Perhaps the most unique aspect of the investment in timberland or timber REITs is the organic development, literally. Regardless of recession, depressed lumber prices, geopolitical turmoil, or other causes of investment risk, year after year, trees grow bigger. If you purchase a barrel of oil and hold it for 5 many years, you will still only have a barrel of oil. But should you buy an acre of timberland and wait for 5 many years, the combined size of all trees living on that acre may have grown measurably, and you will therefore have more timber compared to you originally purchased. The timberland investment grows, biologically, and this enhances investment returns over the long run.

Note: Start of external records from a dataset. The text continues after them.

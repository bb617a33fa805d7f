//! Graph and cluster types.

use std::collections::BTreeMap;

use chrono::{DateTime, Utc};
use serde::{Deserialize, Serialize};

use canvas_types::{Item, ItemId};

/// Cluster membership of one item.
#[derive(Debug, Clone, PartialEq, Eq, Serialize, Deserialize)]
pub struct ClusterAssignment {
    /// Human-readable cluster name
    pub cluster_name: String,
    /// Dense 1-based cluster id
    pub cluster_id: u32,
}

impl ClusterAssignment {
    pub fn new(cluster_name: impl Into<String>, cluster_id: u32) -> Self {
        Self {
            cluster_name: cluster_name.into(),
            cluster_id,
        }
    }
}

/// Item id to cluster membership, ordered by id.
pub type Assignments = BTreeMap<ItemId, ClusterAssignment>;

/// How the cluster assignment of an export was produced.
#[derive(Debug, Clone, Copy, PartialEq, Eq, Serialize, Deserialize)]
#[serde(rename_all = "snake_case")]
pub enum ClusterMethod {
    /// Assigned by the external oracle
    Oracle,
    /// Assigned by topic-frequency clustering
    TopicSpecificity,
}

impl ClusterMethod {
    pub fn as_str(&self) -> &'static str {
        match self {
            ClusterMethod::Oracle => "oracle",
            ClusterMethod::TopicSpecificity => "topic_specificity",
        }
    }
}

/// Why two nodes are connected.
#[derive(Debug, Clone, Copy, PartialEq, Eq, Hash, Serialize, Deserialize)]
#[serde(rename_all = "snake_case")]
pub enum EdgeKind {
    /// Shared topic labels
    Topic,
    /// Embedding similarity above threshold
    Semantic,
    /// Same known content type
    ContentType,
    /// Chosen by the oracle
    Oracle,
    /// Members of the same cluster
    Cluster,
}

/// A node in the exported graph.
#[derive(Debug, Clone, PartialEq, Serialize, Deserialize)]
pub struct GraphNode {
    pub id: ItemId,
    pub title: String,
    pub content_type: String,
    pub quality_score: u8,
    pub summary: String,
    pub topics: Vec<String>,
    pub url: String,
    #[serde(default, skip_serializing_if = "Option::is_none")]
    pub processing_method: Option<String>,
    #[serde(default, skip_serializing_if = "Option::is_none")]
    pub visit_timestamp: Option<DateTime<Utc>>,
    #[serde(default, skip_serializing_if = "Option::is_none")]
    pub cluster: Option<String>,
    #[serde(default, skip_serializing_if = "Option::is_none")]
    pub cluster_id: Option<u32>,
    #[serde(default, skip_serializing_if = "Option::is_none")]
    pub cluster_method: Option<ClusterMethod>,
}

impl GraphNode {
    /// Node without cluster annotation.
    pub fn from_item(item: &Item) -> Self {
        Self {
            id: item.id,
            title: item.title.clone(),
            content_type: item.content_type.clone(),
            quality_score: item.quality_score,
            summary: item.summary.clone(),
            topics: item.topics.clone(),
            url: item.url.clone(),
            processing_method: item.processing_method.clone(),
            visit_timestamp: item.visit_timestamp,
            cluster: None,
            cluster_id: None,
            cluster_method: None,
        }
    }

    pub fn with_cluster(mut self, assignment: &ClusterAssignment, method: ClusterMethod) -> Self {
        self.cluster = Some(assignment.cluster_name.clone());
        self.cluster_id = Some(assignment.cluster_id);
        self.cluster_method = Some(method);
        self
    }
}

/// An undirected edge between two nodes.
#[derive(Debug, Clone, PartialEq, Serialize, Deserialize)]
pub struct GraphEdge {
    pub id: String,
    pub source: ItemId,
    pub target: ItemId,
    pub kind: EdgeKind,
    /// Always at least 1
    pub weight: u32,
    /// In [0, 1]
    pub similarity: f32,
    /// Shared topic labels, or the oracle's reason as a single entry
    #[serde(default)]
    pub shared_topics: Vec<String>,
    #[serde(default, skip_serializing_if = "Option::is_none")]
    pub same_cluster: Option<bool>,
}

impl GraphEdge {
    /// Unordered endpoint pair, smaller id first.
    pub fn pair(&self) -> (ItemId, ItemId) {
        canonical_pair(self.source, self.target)
    }
}

/// Order two ids so an unordered pair has a single key.
pub fn canonical_pair(a: ItemId, b: ItemId) -> (ItemId, ItemId) {
    if a <= b {
        (a, b)
    } else {
        (b, a)
    }
}

/// Edge counts per kind for the export-all path.
#[derive(Debug, Clone, Default, PartialEq, Eq, Serialize, Deserialize)]
pub struct EdgeTypeCounts {
    pub topic: usize,
    pub semantic: usize,
    pub content_type: usize,
}

impl EdgeTypeCounts {
    pub fn from_edges(edges: &[GraphEdge]) -> Self {
        let mut counts = Self::default();
        for edge in edges {
            match edge.kind {
                EdgeKind::Topic => counts.topic += 1,
                EdgeKind::Semantic => counts.semantic += 1,
                EdgeKind::ContentType => counts.content_type += 1,
                EdgeKind::Oracle | EdgeKind::Cluster => {}
            }
        }
        counts
    }
}

/// Export metadata.
#[derive(Debug, Clone, PartialEq, Serialize, Deserialize)]
pub struct GraphMetadata {
    pub total_nodes: usize,
    pub total_edges: usize,
    pub exported_at: DateTime<Utc>,
    pub min_similarity: f32,
    pub max_similarity: f32,
    #[serde(default, skip_serializing_if = "Option::is_none")]
    pub cluster_method: Option<ClusterMethod>,
    #[serde(default, skip_serializing_if = "Option::is_none")]
    pub edge_types: Option<EdgeTypeCounts>,
}

/// A complete exported graph. Derived per request, never stored.
#[derive(Debug, Clone, PartialEq, Serialize, Deserialize)]
pub struct Graph {
    pub nodes: Vec<GraphNode>,
    pub edges: Vec<GraphEdge>,
    pub metadata: GraphMetadata,
}

impl Graph {
    /// Build a graph and derive its metadata from the edge list.
    pub fn new(
        nodes: Vec<GraphNode>,
        edges: Vec<GraphEdge>,
        cluster_method: Option<ClusterMethod>,
        edge_types: Option<EdgeTypeCounts>,
    ) -> Self {
        let min_similarity = edges
            .iter()
            .map(|e| e.similarity)
            .fold(None, |acc: Option<f32>, s| Some(acc.map_or(s, |a| a.min(s))))
            .unwrap_or(0.0);
        let max_similarity = edges
            .iter()
            .map(|e| e.similarity)
            .fold(None, |acc: Option<f32>, s| Some(acc.map_or(s, |a| a.max(s))))
            .unwrap_or(0.0);

        let metadata = GraphMetadata {
            total_nodes: nodes.len(),
            total_edges: edges.len(),
            exported_at: Utc::now(),
            min_similarity,
            max_similarity,
            cluster_method,
            edge_types,
        };

        Self {
            nodes,
            edges,
            metadata,
        }
    }

    /// The graph of an empty collection.
    pub fn empty() -> Self {
        Self::new(Vec::new(), Vec::new(), None, None)
    }

    pub fn is_empty(&self) -> bool {
        self.nodes.is_empty()
    }
}

/// Summary of one cluster for the cluster-summary view.
#[derive(Debug, Clone, PartialEq, Serialize, Deserialize)]
pub struct ClusterSummary {
    pub id: u32,
    pub name: String,
    pub description: String,
    pub content_count: usize,
    pub top_topics: Vec<String>,
    /// Rounded to one decimal
    pub average_quality: f64,
    /// Content type to member count
    pub content_types: BTreeMap<String, usize>,
    pub items: Vec<ItemId>,
    pub representative_title: String,
}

Timber REITs are of particular interest due to their high amounts of tax-efficient income. Timber REITs, like other REITs, are required to spend 90% of their annual income each year, and benefit by avoiding corporate income tax along the way. To an investor in timber REITs, this dividend income is generally classified as a long-term capital gain and is therefore taxed in the current rate of only 15% – much lower than most investors’ marginal tax rate. This makes timber REITs a great source of tax-efficient earnings. In recent years a handful of timber companies have restructured and elected being timber REITs, providing investors with a new way to make the most of both the attractive timberland market and the tax-favored nature from the timber REIT structure.

If executed properly, the relative success of the investment in timberland or timber REITs is not dependent on higher lumber prices or a noticable difference in the U. S. housing market. Instead, a timberland presents a compelling investment opportunity since it entails numerous attractive characteristics, including inflation protection, growth, leverage in order to emerging market economic development, tax efficiency, and substantial current earnings.